Starting at the entrance to the Glenariff Forest Park the path climbs up to follow the scenic Waterfall Walkway. Leading around the head of the Glen and past some of the famous waterfalls the route then descends steeply to the valley floor. From here the path runs alongside the Glenariff River to finish in the centre of Cushendall.
This is a great little walk with splendid views down the spectacular Glenariff to the coast. There are plenty of waterfalls cascading down the side of the Antrim plateau so take time to enjoy the experience. The National Nature Reserve is home to the native red squirrel so keep a look out.
The only parts of the walk today where you might encounter traffic are the road sections at the entrance to and leaving Glenariff Forest Park and arriving into Cushendallat the end. There is one steep descent down the side of Glenariff which might be tricky in wet weather. The stone steps in particular may be slippy so take extra care.

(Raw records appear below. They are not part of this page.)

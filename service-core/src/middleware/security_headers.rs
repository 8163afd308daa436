use axum::{extract::Request, http::header, middleware::Next, response::IntoResponse};

/// JSON-only API: nothing is framed, nothing is sniffed, no inline content.
pub async fn security_headers_middleware(req: Request, next: Next) -> impl IntoResponse {
    let mut response = next.run(req).await;
    let headers = response.headers_mut();

    headers.insert(
        header::X_CONTENT_TYPE_OPTIONS,
        header::HeaderValue::from_static("nosniff"),
    );
    headers.insert(
        header::STRICT_TRANSPORT_SECURITY,
        header::HeaderValue::from_static("max-age=31536000; includeSubDomains"),
    );
    headers.insert(
        header::CONTENT_SECURITY_POLICY,
        header::HeaderValue::from_static("default-src 'none'; frame-ancestors 'none'"),
    );
    headers.insert(
        header::X_FRAME_OPTIONS,
        header::HeaderValue::from_static("DENY"),
    );
    headers.insert(
        header::REFERRER_POLICY,
        header::HeaderValue::from_static("no-referrer"),
    );

    response
}
use crate::error::AppError;
use axum::{
    extract::{ConnectInfo, Request, State},
    middleware::Next,
    response::Response,
};
use governor::{
    Quota, RateLimiter,
    clock::{Clock, DefaultClock},
    state::keyed::DashMapStateStore,
};
use std::{
    net::{IpAddr, SocketAddr},
    num::NonZeroU32,
    sync::Arc,
    time::Duration,
};

/// Rate limiter keyed by client IP address
pub type IpRateLimiter = Arc<RateLimiter<IpAddr, DashMapStateStore<IpAddr>, DefaultClock>>;

/// Allow `attempts` requests per `window_seconds` for each client IP, with
/// the whole allowance available as a burst.
pub fn create_ip_rate_limiter(
    attempts: u32,
    window_seconds: u64,
) -> Result<IpRateLimiter, AppError> {
    let attempts = attempts.max(1);
    let period = Duration::from_millis((window_seconds * 1000) / attempts as u64);
    let burst = NonZeroU32::new(attempts)
        .ok_or_else(|| AppError::ConfigError(anyhow::anyhow!("Rate limit must be positive")))?;
    let quota = Quota::with_period(period)
        .ok_or_else(|| {
            AppError::ConfigError(anyhow::anyhow!(
                "Rate limit window of {}s is too short for {} attempts",
                window_seconds,
                attempts
            ))
        })?
        .allow_burst(burst);

    Ok(Arc::new(RateLimiter::dashmap(quota)))
}

/// Resolve the client address: first hop of `x-forwarded-for`, else the
/// socket peer.
fn client_ip(request: &Request) -> Option<IpAddr> {
    request
        .headers()
        .get("x-forwarded-for")
        .and_then(|v| v.to_str().ok())
        .and_then(|s| s.split(',').next())
        .and_then(|s| s.trim().parse::<IpAddr>().ok())
        .or_else(|| {
            request
                .extensions()
                .get::<ConnectInfo<SocketAddr>>()
                .map(|ConnectInfo(addr)| addr.ip())
        })
}

/// Middleware for IP-based rate limiting
pub async fn ip_rate_limit_middleware(
    State(limiter): State<IpRateLimiter>,
    request: Request,
    next: Next,
) -> Result<Response, AppError> {
    let Some(ip) = client_ip(&request) else {
        tracing::warn!("Could not determine IP for rate limiting");
        return Ok(next.run(request).await);
    };

    match limiter.check_key(&ip) {
        Ok(_) => Ok(next.run(request).await),
        Err(negative) => {
            let wait_time = negative.wait_time_from(DefaultClock::default().now());
            tracing::warn!(client_ip = %ip, "Rate limit exceeded");
            Err(AppError::TooManyRequests(
                "Too many requests from this IP. Please try again later.".to_string(),
                Some(wait_time.as_secs()),
            ))
        }
    }
}

#[cfg(test)]
mod tests {
    use super::*;
    use axum::{
        Router, body::Body, http::StatusCode, middleware::from_fn_with_state, routing::get,
    };
    use tower::util::ServiceExt;

    fn request_from(ip: &str) -> Request {
        Request::builder()
            .uri("/")
            .header("x-forwarded-for", ip)
            .body(Body::empty())
            .unwrap()
    }

    #[tokio::test]
    async fn rejects_after_burst_is_spent() {
        let limiter = create_ip_rate_limiter(2, 60).unwrap();
        let app = Router::new()
            .route("/", get(|| async { "ok" }))
            .layer(from_fn_with_state(limiter, ip_rate_limit_middleware));

        for _ in 0..2 {
            let res = app.clone().oneshot(request_from("10.0.0.1")).await.unwrap();
            assert_eq!(res.status(), StatusCode::OK);
        }

        let res = app.clone().oneshot(request_from("10.0.0.1")).await.unwrap();
        assert_eq!(res.status(), StatusCode::TOO_MANY_REQUESTS);

        // Another client keeps its own allowance
        let res = app.oneshot(request_from("10.0.0.2")).await.unwrap();
        assert_eq!(res.status(), StatusCode::OK);
    }

    #[test]
    fn zero_window_is_a_config_error() {
        assert!(matches!(
            create_ip_rate_limiter(5, 0),
            Err(AppError::ConfigError(_))
        ));
    }
}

The small town of Ballycastle has a number of shops, cafes, restaurants and bars where you can stock up with food and drink. There are also supermarkets, banks and cash machines, pharmacies and a tourist information centre at the harbour. Most of the amenities are actually in the town centre although there are a few in the harbour area. There is one opportunity for refreshments on today’s walk at Laragh Lodge as you leave the Forest Park, but opening times may vary. Apart from here there is nothing until arrival in Cushendall.
Points of Interest
Meaning the “valley of the ploughman”, it is sometimes called the Queen of the Glens. Shaped by glacial action during the last Ice Age, it is the largest and most visited of all the nine Glens.
Glenariff Forest Park
A beautiful scenic area with a unique three mile Waterfall Walkway opened almost 80 years ago. There is also a small visitor exhibition centre as well as a National Nature Reserve.
Red Bay Castle
Situated on a headland above Red Arch are the remains of Red Bay Castle, also known locally as McQuillan’s Fort. The McQuillans at one time held the power in parts of the Glens. The castle was destroyed during Oliver Cromwell’s military campaign in 1652.
A conservation town known locally as the “Capital of the Glens” situated at the foot of Lurigethan Mountain. The Curfew Tower is a prominent feature in the centre of the town built in 1817 by Francis Townly.
Good boots or walking shoes are recommended as the terrain is variable on this walk. However the paths in the forest park are very good. Walking poles can be carried if you prefer as there is a fairly steep descent one section down the side of Glenariff .
Irish weather can be unpredictable and also wet so it is important to be prepared at all times. Waterproofs should be carried as well as a hat and gloves and maybe an extra layer just in case. In the summer sunscreen is also recommended and maybe insect repellent.